— Provided records —

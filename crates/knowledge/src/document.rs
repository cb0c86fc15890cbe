//! Corpus loading.
//!
//! A corpus is a flat directory of plain-text files. Each file becomes one
//! immutable [`Document`]; the category code is derived from the file name.

use postapply_core::{AppError, AppResult};
use serde::{Deserialize, Serialize};
use std::fs;
use std::path::{Path, PathBuf};
use walkdir::WalkDir;

/// A source document loaded from the corpus directory.
#[derive(Debug, Clone, PartialEq, Serialize, Deserialize)]
pub struct Document {
    /// File name, unique within the corpus directory
    pub id: String,

    /// Full UTF-8 text, unmodified
    #[serde(default, skip_serializing_if = "String::is_empty")]
    pub content: String,

    /// Path the document was read from
    pub source_path: PathBuf,

    /// Short category code derived from the file name
    pub category: String,
}

impl Document {
    /// Build a document for `path`, deriving id and category from its name.
    pub fn new(path: &Path, content: impl Into<String>) -> Self {
        let id = path
            .file_name()
            .map(|n| n.to_string_lossy().into_owned())
            .unwrap_or_default();
        Self {
            category: category_for(path),
            id,
            content: content.into(),
            source_path: path.to_path_buf(),
        }
    }

    /// Length of the content in characters.
    pub fn char_len(&self) -> usize {
        self.content.chars().count()
    }
}

/// Category code for a corpus file: the file stem up to the first `_`.
///
/// `07_rl_notes.txt` → `07`, `timing.txt` → `timing`.
pub fn category_for(path: &Path) -> String {
    let stem = path
        .file_stem()
        .map(|s| s.to_string_lossy().into_owned())
        .unwrap_or_default();
    match stem.split_once('_') {
        Some((head, _)) if !head.is_empty() => head.to_string(),
        _ => stem,
    }
}

/// Load every matching file in `dir` (non-recursive), sorted by file name.
///
/// Files that are not valid UTF-8 or contain NUL bytes are skipped with a
/// warning. An empty directory yields an empty corpus.
pub fn load_documents(dir: &Path, extensions: &[String]) -> AppResult<Vec<Document>> {
    if !dir.is_dir() {
        return Err(AppError::Knowledge(format!(
            "Corpus directory not found: {:?}",
            dir
        )));
    }

    let mut documents = Vec::new();

    for entry in WalkDir::new(dir)
        .min_depth(1)
        .max_depth(1)
        .sort_by_file_name()
        .follow_links(false)
    {
        let entry = entry.map_err(|e| {
            AppError::Knowledge(format!("Failed to read corpus directory {:?}: {}", dir, e))
        })?;
        let path = entry.path();

        if !entry.file_type().is_file() || !has_extension(path, extensions) {
            continue;
        }

        let content = match fs::read_to_string(path) {
            Ok(content) => content,
            Err(e) => {
                tracing::warn!("Skipping unreadable file {:?}: {}", path, e);
                continue;
            }
        };

        if !is_likely_text(&content) {
            tracing::warn!("Skipping likely binary file: {:?}", path);
            continue;
        }

        tracing::debug!("Loaded {:?} ({} bytes)", path, content.len());
        documents.push(Document::new(path, content));
    }

    tracing::info!("Loaded {} documents from {:?}", documents.len(), dir);
    Ok(documents)
}

fn has_extension(path: &Path, extensions: &[String]) -> bool {
    path.extension()
        .and_then(|e| e.to_str())
        .map(|ext| extensions.iter().any(|allowed| allowed.eq_ignore_ascii_case(ext)))
        .unwrap_or(false)
}

/// Check if text is likely UTF-8 text (not binary).
fn is_likely_text(data: &str) -> bool {
    !data.contains('\0')
}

— What you are asked to do —
Make an exact copy of all the entries above.

— Result for this task —
filename crates/knowledge/src/document.rs
repository cb0c86fc15890cbe
//! Corpus loading.
//!
//! A corpus is a flat directory of plain-text files. Each file becomes one
//! immutable [`Document`]; the category code is derived from the file name.

use postapply_core::{AppError, AppResult};
use serde::{Deserialize, Serialize};
use std::fs;
use std::path::{Path, PathBuf};
use walkdir::WalkDir;

/// A source document loaded from the corpus directory.
#[derive(Debug, Clone, PartialEq, Serialize, Deserialize)]
pub struct Document {
    /// File name, unique within the corpus directory
    pub id: String,

    /// Full UTF-8 text, unmodified
    #[serde(default, skip_serializing_if = "String::is_empty")]
    pub content: String,

    /// Path the document was read from
    pub source_path: PathBuf,

    /// Short category code derived from the file name
    pub category: String,
}

impl Document {
    /// Build a document for `path`, deriving id and category from its name.
    pub fn new(path: &Path, content: impl Into<String>) -> Self {
        let id = path
            .file_name()
            .map(|n| n.to_string_lossy().into_owned())
            .unwrap_or_default();
        Self {
            category: category_for(path),
            id,
            content: content.into(),
            source_path: path.to_path_buf(),
        }
    }

    /// Length of the content in characters.
    pub fn char_len(&self) -> usize {
        self.content.chars().count()
    }
}

/// Category code for a corpus file: the file stem up to the first `_`.
///
/// `07_rl_notes.txt` → `07`, `timing.txt` → `timing`.
pub fn category_for(path: &Path) -> String {
    let stem = path
        .file_stem()
        .map(|s| s.to_string_lossy().into_owned())
        .unwrap_or_default();
    match stem.split_once('_') {
        Some((head, _)) if !head.is_empty() => head.to_string(),
        _ => stem,
    }
}

/// Load every matching file in `dir` (non-recursive), sorted by file name.
///
/// Files that are not valid UTF-8 or contain NUL bytes are skipped with a
/// warning. An empty directory yields an empty corpus.
pub fn load_documents(dir: &Path, extensions: &[String]) -> AppResult<Vec<Document>> {
    if !dir.is_dir() {
        return Err(AppError::Knowledge(format!(
            "Corpus directory not found: {:?}",
            dir
        )));
    }

    let mut documents = Vec::new();

    for entry in WalkDir::new(dir)
        .min_depth(1)
        .max_depth(1)
        .sort_by_file_name()
        .follow_links(false)
    {
        let entry = entry.map_err(|e| {
            AppError::Knowledge(format!("Failed to read corpus directory {:?}: {}", dir, e))
        })?;
        let path = entry.path();

        if !entry.file_type().is_file() || !has_extension(path, extensions) {
            continue;
        }

        let content = match fs::read_to_string(path) {
            Ok(content) => content,
            Err(e) => {
                tracing::warn!("Skipping unreadable file {:?}: {}", path, e);
                continue;
            }
        };

        if !is_likely_text(&content) {
            tracing::warn!("Skipping likely binary file: {:?}", path);
            continue;
        }

        tracing::debug!("Loaded {:?} ({} bytes)", path, content.len());
        documents.push(Document::new(path, content));
    }

    tracing::info!("Loaded {} documents from {:?}", documents.len(), dir);
    Ok(documents)
}

fn has_extension(path: &Path, extensions: &[String]) -> bool {
    path.extension()
        .and_then(|e| e.to_str())
        .map(|ext| extensions.iter().any(|allowed| allowed.eq_ignore_ascii_case(ext)))
        .unwrap_or(false)
}

/// Check if text is likely UTF-8 text (not binary).
fn is_likely_text(data: &str) -> bool {
    !data.contains('\0')
}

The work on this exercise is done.